Consider the material that follows. How many of its lines contain "upstream"? Reply with the number alone.

----------------

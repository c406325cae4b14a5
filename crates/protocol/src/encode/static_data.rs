//! Static and voyage payloads (types 5 and 24)

use crate::bits::BitBuffer;
use crate::record::VesselRecord;

use super::pack_text;

/// Vendor id reported in type 24 Part B when the provider gives none
const DEFAULT_VENDOR_ID: &str = "GENERIC";

/// EPFD type 1: GPS
const EPFD_GPS: u32 = 1;

/// Static and voyage data, message type 5, 424 bits
///
/// Fields the record does not carry use the ITU "not available" codes: IMO
/// and dimensions zero, ETA 00-00 24:60, draught zero, blank destination,
/// DTE not available.
pub(super) fn build_type5(record: &VesselRecord) -> BitBuffer {
    let mut bits = BitBuffer::new(424);

    bits.set_u32(0, 6, 5);
    bits.set_u32(6, 2, 0); // repeat indicator
    bits.set_u32(8, 30, record.mmsi);
    bits.set_u32(38, 2, 0); // AIS version
    bits.set_u32(40, 30, 0); // IMO number
    pack_text(&mut bits, 70, 7, record.callsign.as_deref().unwrap_or(""));
    pack_text(&mut bits, 112, 20, record.vessel_name.as_deref().unwrap_or(""));
    bits.set_u32(232, 8, u32::from(record.vessel_type.unwrap_or(0)));
    bits.set_u32(240, 9, 0); // dimension to bow
    bits.set_u32(249, 9, 0); // dimension to stern
    bits.set_u32(258, 6, 0); // dimension to port
    bits.set_u32(264, 6, 0); // dimension to starboard
    bits.set_u32(270, 4, EPFD_GPS);
    bits.set_u32(274, 4, 0); // ETA month
    bits.set_u32(278, 5, 0); // ETA day
    bits.set_u32(283, 5, 24); // ETA hour
    bits.set_u32(289, 6, 60); // ETA minute
    bits.set_u32(295, 8, 0); // draught
    pack_text(&mut bits, 303, 20, "");
    bits.set_u32(423, 1, 1); // DTE

    bits
}

/// Static data report Part A, message type 24, 168 bits
pub(super) fn build_type24_part_a(record: &VesselRecord) -> BitBuffer {
    let mut bits = BitBuffer::new(168);

    bits.set_u32(0, 6, 24);
    bits.set_u32(6, 2, 0); // repeat indicator
    bits.set_u32(8, 30, record.mmsi);
    bits.set_u32(38, 2, 0); // part number A
    pack_text(&mut bits, 40, 20, record.vessel_name.as_deref().unwrap_or(""));
    bits.set_u32(160, 8, 0); // spare

    bits
}

/// Static data report Part B, message type 24, 168 bits
pub(super) fn build_type24_part_b(record: &VesselRecord) -> BitBuffer {
    let mut bits = BitBuffer::new(168);

    bits.set_u32(0, 6, 24);
    bits.set_u32(6, 2, 0); // repeat indicator
    bits.set_u32(8, 30, record.mmsi);
    bits.set_u32(38, 2, 1); // part number B
    bits.set_u32(40, 8, u32::from(record.vessel_type.unwrap_or(0)));
    pack_text(&mut bits, 48, 7, DEFAULT_VENDOR_ID);
    pack_text(&mut bits, 90, 7, record.callsign.as_deref().unwrap_or(""));
    bits.set_u32(132, 9, 0); // dimension to bow
    bits.set_u32(141, 9, 0); // dimension to stern
    bits.set_u32(150, 6, 0); // dimension to port
    bits.set_u32(156, 6, 0); // dimension to starboard
    bits.set_u32(162, 4, EPFD_GPS);
    bits.set_u32(166, 2, 0); // spare

    bits
}
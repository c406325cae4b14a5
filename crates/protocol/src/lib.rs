//! Vesselcast Protocol - AIS payloads and NMEA-0183 sentences
//!
//! This crate is the pure, CPU-bound core of the bridge:
//! - `BitBuffer` - fixed-width bit packing and 6-bit ASCII armoring
//! - `VesselRecord` - the normalized intermediate between provider frames
//!   and the encoder
//! - `NmeaEncoder` - bit-exact payload builders for AIS types 1/5/18/24 and
//!   `!AIVDM` sentence framing with XOR checksums
//! - `decode` - provider JSON frames into vessel records
//!
//! Nothing here suspends: decoding, packing and armoring are plain
//! functions the async layers call inline.

mod bits;
mod decode;
mod encode;
mod error;
mod record;
mod sentence;

pub use bits::{checksum, BitBuffer};
pub use decode::{decode, Decoded};
pub use encode::NmeaEncoder;
pub use error::{DecodeError, ProtocolError};
pub use record::{RecordKind, VesselRecord, LAT_NOT_AVAILABLE, LON_NOT_AVAILABLE};
pub use sentence::{NmeaSentence, MAX_SENTENCE_LEN, TALKER_ID};
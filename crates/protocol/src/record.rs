//! Normalized vessel record
//!
//! `VesselRecord` is the intermediate between the heterogeneous provider
//! payloads and the NMEA encoder. It is created per upstream frame, consumed
//! by the encoder, and dropped; nothing persists vessel state.

use chrono::{DateTime, Utc};

/// Latitude sentinel meaning "position not available"
pub const LAT_NOT_AVAILABLE: f64 = 91.0;

/// Longitude sentinel meaning "position not available"
pub const LON_NOT_AVAILABLE: f64 = 181.0;

/// Which AIS message the record normalizes
#[derive(Debug, Clone, Copy, PartialEq, Eq, Hash)]
pub enum RecordKind {
    /// Class A position report (message type 1)
    PositionClassA,
    /// Static and voyage data (message type 5)
    StaticVoyage,
    /// Class B position report (message type 18)
    PositionClassB,
    /// Static data report, Parts A and B (message type 24)
    StaticReport,
}

impl RecordKind {
    /// AIS message type number this kind encodes as
    #[inline]
    pub fn message_type(self) -> u8 {
        match self {
            RecordKind::PositionClassA => 1,
            RecordKind::StaticVoyage => 5,
            RecordKind::PositionClassB => 18,
            RecordKind::StaticReport => 24,
        }
    }
}

impl std::fmt::Display for RecordKind {
    fn fmt(&self, f: &mut std::fmt::Formatter<'_>) -> std::fmt::Result {
        write!(f, "type{}", self.message_type())
    }
}

/// Normalized vessel report
///
/// Optional fields carry their AIS "not available" semantics: the encoder
/// substitutes the wire sentinel for `None` (1023 for SOG, 3600 for COG,
/// 511 for heading, 128 for ROT, 60 for the UTC timestamp). `kind`
/// determines which fields the encoder consults.
#[derive(Debug, Clone)]
pub struct VesselRecord {
    /// 30-bit transceiver identity; records with `mmsi == 0` are never emitted
    pub mmsi: u32,
    /// Message type this record normalizes
    pub kind: RecordKind,
    /// Signed decimal degrees; 91.0 means not available
    pub lat: f64,
    /// Signed decimal degrees; 181.0 means not available
    pub lon: f64,
    /// Speed over ground, knots
    pub sog: Option<f64>,
    /// Course over ground, degrees
    pub cog: Option<f64>,
    /// True heading, degrees 0..359
    pub heading: Option<u16>,
    /// Rate of turn; out-of-range values encode as the 128 wire code
    pub rot: Option<i32>,
    /// Navigational status 0..15
    pub nav_status: Option<u8>,
    /// UTC second of the position fix, 0..63
    pub timestamp_seconds: Option<u8>,
    /// High-accuracy position flag
    pub position_accuracy: bool,
    /// RAIM in use flag
    pub raim: bool,
    /// Vessel name; encoder upper-cases and pads/truncates to 20 chars
    pub vessel_name: Option<String>,
    /// Radio callsign; encoder pads/truncates to 7 chars
    pub callsign: Option<String>,
    /// AIS ship and cargo type
    pub vessel_type: Option<u8>,
    /// Wall-clock time the upstream frame was received
    pub observed_at: DateTime<Utc>,
}

impl VesselRecord {
    /// Create a record with no position and every optional field absent
    pub fn new(mmsi: u32, kind: RecordKind) -> Self {
        Self {
            mmsi,
            kind,
            lat: LAT_NOT_AVAILABLE,
            lon: LON_NOT_AVAILABLE,
            sog: None,
            cog: None,
            heading: None,
            rot: None,
            nav_status: None,
            timestamp_seconds: None,
            position_accuracy: false,
            raim: false,
            vessel_name: None,
            callsign: None,
            vessel_type: None,
            observed_at: Utc::now(),
        }
    }

    /// Whether the record carries a well-formed position
    pub fn has_position(&self) -> bool {
        self.lat.abs() <= 90.0 && self.lon.abs() <= 180.0
    }
}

----------------

> [THE ANSWER] 2